Steve Levingston has written this commentary about S. E. Cupp at The Washington Post.

Cupp skips the facts in arguing against evolution

This is the article I read first before doing some background research on Cupp. When I read in Wiki that she is an atheist, I had to dig further because they could be wrong. I found that is indeed what she claims herself to be in her own biography at Simon and Schuster.

Here are some highlights from Levingston’s article:

Now she has a new book due out next week called “Losing Our Religion: The Liberal Media’s Attack on Christianity,” with a foreword by Mike Huckabee. The former presidential candidate vouches for Cupp’s devotion to facts in arguing her points: She “uses the sharp blade of careful research, thoughtful reasoning, and brilliant logic,” he writes, adding “she reaches a level of substance many writers twice and thrice her age only hope for.”

Huckabee, like other fundies compliments her “sharp blade of careful research, thoughtful reasoning and brilliant logic” because she is speaking out in support of his cherished Christian values and willful ignorance.

The thrust of Cupp’s argument is summed up in her introduction in which she says the American media, “with careful, covert nudges from the Obama administration,” are leading a revolution. “This revolution, already in full throttle around the country,” she writes, “is being waged against you and me and every other American, and its goal is simple: to overthrow God, and silence Christian America for good.”

She sounds just like a Christian fundie to me who feels threatened by the ever-increasing number of people giving up the mythology in lieu of Science and reason.

Levingston brings to our attention the chapter in her book titled “Thou Shalt Evolve”:

It is important to distinguish between rhetoric and fact and to hold authors accountable for the information they impart to the public. Statements of fact should have no trouble withstanding educated scrutiny. Mike Huckabee endorses Cupp’s methods. Her “substance,” as Huckabee terms it, is scattered throughout the book.
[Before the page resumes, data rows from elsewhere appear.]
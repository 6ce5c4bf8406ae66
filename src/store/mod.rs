//! Atomic store adapter.
//!
//! The queue protocol only needs a handful of list, hash and sorted-set
//! primitives from its backing store, plus the ability to apply several of
//! them as one indivisible unit. This module defines that capability set as
//! the [`Store`] trait so the protocol can run against Redis in production,
//! SQLite on a single host, or an in-process map in tests.
//!
//! Backends never retry. A transport failure is reported as-is and the caller
//! decides what to do with it.

use std::{collections::HashMap, future::Future, pin::Pin};

use bytes::Bytes;

use crate::error::StoreError;

pub mod memory;
pub mod redis;
pub mod sqlite;

pub use memory::MemoryStore;
pub use redis::RedisStore;
pub use sqlite::SqliteStore;

/// Boxed future returned by every [`Store`] method.
pub type StoreFuture<'a, T> = Pin<Box<dyn Future<Output = Result<T, StoreError>> + Send + 'a>>;

/// End of a list.
#[derive(Debug, Clone, Copy, PartialEq, Eq)]
pub enum End {
    Left,
    Right,
}

impl End {
    pub fn as_str(&self) -> &'static str {
        match self {
            Self::Left => "LEFT",
            Self::Right => "RIGHT",
        }
    }
}

/// A single write inside an atomic batch.
///
/// Every op yields one integer reply, following the Redis command it mirrors.
#[derive(Debug, Clone, PartialEq)]
pub enum Op {
    /// Reply: list length after the push.
    ListPushLeft { key: String, value: String },
    /// `count > 0` removes from the head, `count < 0` from the tail, `0`
    /// removes every occurrence. Reply: number removed.
    ListRemove {
        key: String,
        value: String,
        count: i64,
    },
    /// Remove one occurrence of `value` from `src` and, only if one was
    /// found, push it on the left of `dst`. Reply: 1 if moved, 0 otherwise.
    ListMoveValue {
        src: String,
        dst: String,
        value: String,
    },
    /// Reply: 1 if the field is new, 0 if it was overwritten.
    HashSet {
        key: String,
        field: String,
        value: Bytes,
    },
    /// Reply: 1 if the field existed.
    HashDeleteField { key: String, field: String },
    /// Reply: 1 if the hash existed.
    HashDelete { key: String },
    /// Inserts or rescores `member`. Reply: 1 if the member is new.
    SortedSetAdd {
        key: String,
        score: f64,
        member: String,
    },
    /// Reply: 1 if the member existed.
    SortedSetRemove { key: String, member: String },
}

/// Precondition evaluated atomically with a guarded batch.
#[derive(Debug, Clone, PartialEq)]
pub enum Guard {
    /// Holds when the hash field currently has `value`; `None` requires the
    /// field (or the whole hash) to be absent.
    HashFieldEquals {
        key: String,
        field: String,
        value: Option<Bytes>,
    },
}

/// Capability set the queue protocol needs from its backing store.
///
/// Implementations must be safe to share between any number of concurrent
/// callers.
pub trait Store: Send + Sync + 'static {
    /// Applies `ops` in order as one indivisible unit and returns one reply
    /// per op. Either every op takes effect or none does.
    fn atomic_batch<'a>(&'a self, ops: Vec<Op>) -> StoreFuture<'a, Vec<i64>>;

    /// Like [`Store::atomic_batch`], but only when `guard` holds at the
    /// moment the batch executes. Returns `None` without applying anything
    /// when the guard fails.
    fn atomic_batch_if<'a>(&'a self, guard: Guard, ops: Vec<Op>)
        -> StoreFuture<'a, Option<Vec<i64>>>;

    /// Atomically pops a value from one end of `src` and pushes it onto one
    /// end of `dst`. Returns `None` when `src` is empty.
    fn list_move<'a>(
        &'a self,
        src: &'a str,
        dst: &'a str,
        from: End,
        to: End,
    ) -> StoreFuture<'a, Option<String>>;

    /// Every element of the list, left to right.
    fn list_range<'a>(&'a self, key: &'a str) -> StoreFuture<'a, Vec<String>>;

    fn list_len<'a>(&'a self, key: &'a str) -> StoreFuture<'a, u64>;

    fn hash_get<'a>(&'a self, key: &'a str, field: &'a str) -> StoreFuture<'a, Option<Bytes>>;

    /// All fields of the hash; empty when the hash does not exist.
    fn hash_get_all<'a>(&'a self, key: &'a str) -> StoreFuture<'a, HashMap<String, Bytes>>;

    /// Members with a score `<= max`, lowest score first.
    fn sorted_set_range_by_score<'a>(
        &'a self,
        key: &'a str,
        max: f64,
    ) -> StoreFuture<'a, Vec<String>>;

    /// Releases the backend's resources. Further calls are not permitted.
    fn close<'a>(&'a self) -> StoreFuture<'a, ()>;

    fn list_push_left<'a>(&'a self, key: &'a str, value: &'a str) -> StoreFuture<'a, i64> {
        single(
            self,
            Op::ListPushLeft {
                key: key.to_owned(),
                value: value.to_owned(),
            },
        )
    }

    fn list_remove<'a>(&'a self, key: &'a str, value: &'a str, count: i64) -> StoreFuture<'a, i64> {
        single(
            self,
            Op::ListRemove {
                key: key.to_owned(),
                value: value.to_owned(),
                count,
            },
        )
    }

    fn hash_set<'a>(&'a self, key: &'a str, field: &'a str, value: Bytes) -> StoreFuture<'a, i64> {
        single(
            self,
            Op::HashSet {
                key: key.to_owned(),
                field: field.to_owned(),
                value,
            },
        )
    }

    fn hash_delete<'a>(&'a self, key: &'a str) -> StoreFuture<'a, i64> {
        single(
            self,
            Op::HashDelete {
                key: key.to_owned(),
            },
        )
    }

    fn sorted_set_add<'a>(
        &'a self,
        key: &'a str,
        score: f64,
        member: &'a str,
    ) -> StoreFuture<'a, i64> {
        single(
            self,
            Op::SortedSetAdd {
                key: key.to_owned(),
                score,
                member: member.to_owned(),
            },
        )
    }

    fn sorted_set_remove<'a>(&'a self, key: &'a str, member: &'a str) -> StoreFuture<'a, i64> {
        single(
            self,
            Op::SortedSetRemove {
                key: key.to_owned(),
                member: member.to_owned(),
            },
        )
    }
}

fn single<'a, S>(store: &'a S, op: Op) -> StoreFuture<'a, i64>
where
    S: Store + ?Sized,
{
    Box::pin(async move {
        let replies = store.atomic_batch(vec![op]).await?;
        Ok(replies.into_iter().next().unwrap_or_default())
    })
}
So let’s single out one chapter to zero in on, as a measure of the entire work. I have chosen Chapter Four – Thou Shalt Evolve. In this chapter, Cupp sums up her take on evolution like this: “The debate over the legitimacy of evolution isn’t really about a battle between fact and fiction. It’s about Christianity, and the liberal media’s attempt to eradicate it from all corners of society.”

And here is what Joshua Rosenau has to say in response to Cupp’s chapter on evolution: (”Rosenau is public information project director at the National Center for Science Education, which is a not-for-profit organization devoted to the teaching of evolution in public schools. Among its 4,000 members are scientists, teachers, clergy, and people holding a variety of religious beliefs.”)

S.E. Cupp’s handling of science and religion misrepresents the nature of evolution, obscures the science of biology, and dismisses the deeply-held religious views of most Christians outside of the fundamentalist subculture. This is the sort of misrepresentation which leads her to concoct an anti-Christian conspiracy on the part of reporters, and – bizarrely – to say that Darwin is “quite literally the Anti Christ” for liberals.

Cupp presents creationism as “a counter-argument” to evolution, yet never provides a clear account of what evolution is, nor what she thinks creationism means.

I am deeply insulted when dumb shits claim to be one of us.